Ardından 'Sabikun' için verilecek 'nimetler' ve daha sonra da 'Ashab'ul-Yemin'e bahşedilen nimetler zikredilmekte ve Ashab'uş-Şimal'in Cehennem'de azap göreceği beyan edilmektedir. Surede, ayrıca 'öncekiler' ve 'sonrakiler' arasında, hem Sabikun'un hem de Ashab'ul-Meymene'in bulunduğu ve bunların 'sayısal çoklukları' da ifade edilmektedir. Buna göre, Sabikun olan Mukarrabin'in "çoğu öncekilerden, azı sonrakilerden"dir. Ashab'ul-Meymene'nin sayısı ise, hem öncekiler hem de sonrakiler arasında "çoktur." (sülletun). İşte 'örnek nesil' tartışmasında bu ifadelerin üzerinde durulmalıdır. Çünkü burada, kronolojik bir ayrım yapılmakta ve 'öncekiler' ve 'sonrakiler' olarak iki gruptan bahsedilmektedir. Ayrıca bu iki grubun 'takva' dereceleri de beyan edilmektedir. Eğer 'öncekiler' arasında sayıca çok, 'sonrakiler' arasında ise sayıca az olduğu beyan buyurulan Sabikun (veya Mukarrabin)'un kimler olduğu bilinebilirse, o taktirde, 'örnek nesil' tartışmasına farklı bir zaviyeden bakabilmek de mümkün olabilecektir.

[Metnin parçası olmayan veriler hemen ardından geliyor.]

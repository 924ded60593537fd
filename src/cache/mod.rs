//! Refresh-policy and request-coalescing cache in front of the upstream API.
//!
//! [`CacheGateway`] is the per-request entry point. It consults the
//! [`RefreshSchedule`], asks the [`Coalescer`] for a refresh when one is due,
//! and answers from the [`CacheStore`].

pub mod clock;
pub mod coalescer;
pub mod errors;
pub mod gateway;
pub mod policy;
pub mod store;

pub use clock::{Clock, SystemClock};
pub use coalescer::{Coalescer, FailureRecord};
pub use errors::RefreshError;
pub use gateway::{CacheDiagnostics, CacheGateway, CacheSnapshot, LatencyPolicy};
pub use policy::{
    ConfigError, NextEligible, RefreshDecision, RefreshReason, RefreshSchedule, RefreshStrategy,
};
pub use store::{CacheEntry, CacheStore};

Tartışmaya, hadis külliyatında yer alan bir haberin tahlili ile başlayabiliriz. Rivayete göre, sahabeden bazı kişiler, Sabikun grubunun 'sonrakiler' arasında az olduğunu beyan buyuran ayetler üzerine hüzünlenmiştir ve Hz. Peygamber de bu durumdan haberdar olmuştur. Bunun üzerine, Hz. Peygamber, ashabını toplamış ve Vakıa Suresi'ndeki 'öncekiler'le kast edilenin Ashab, 'sonrakiler'le kast edilenin ise daha sonraki nesiller olduğunu ifade etmiştir. Bunun üzerine, Ashab'ın hüznü dağılmıştır. Biz bu rivayeti zayıf görüyoruz.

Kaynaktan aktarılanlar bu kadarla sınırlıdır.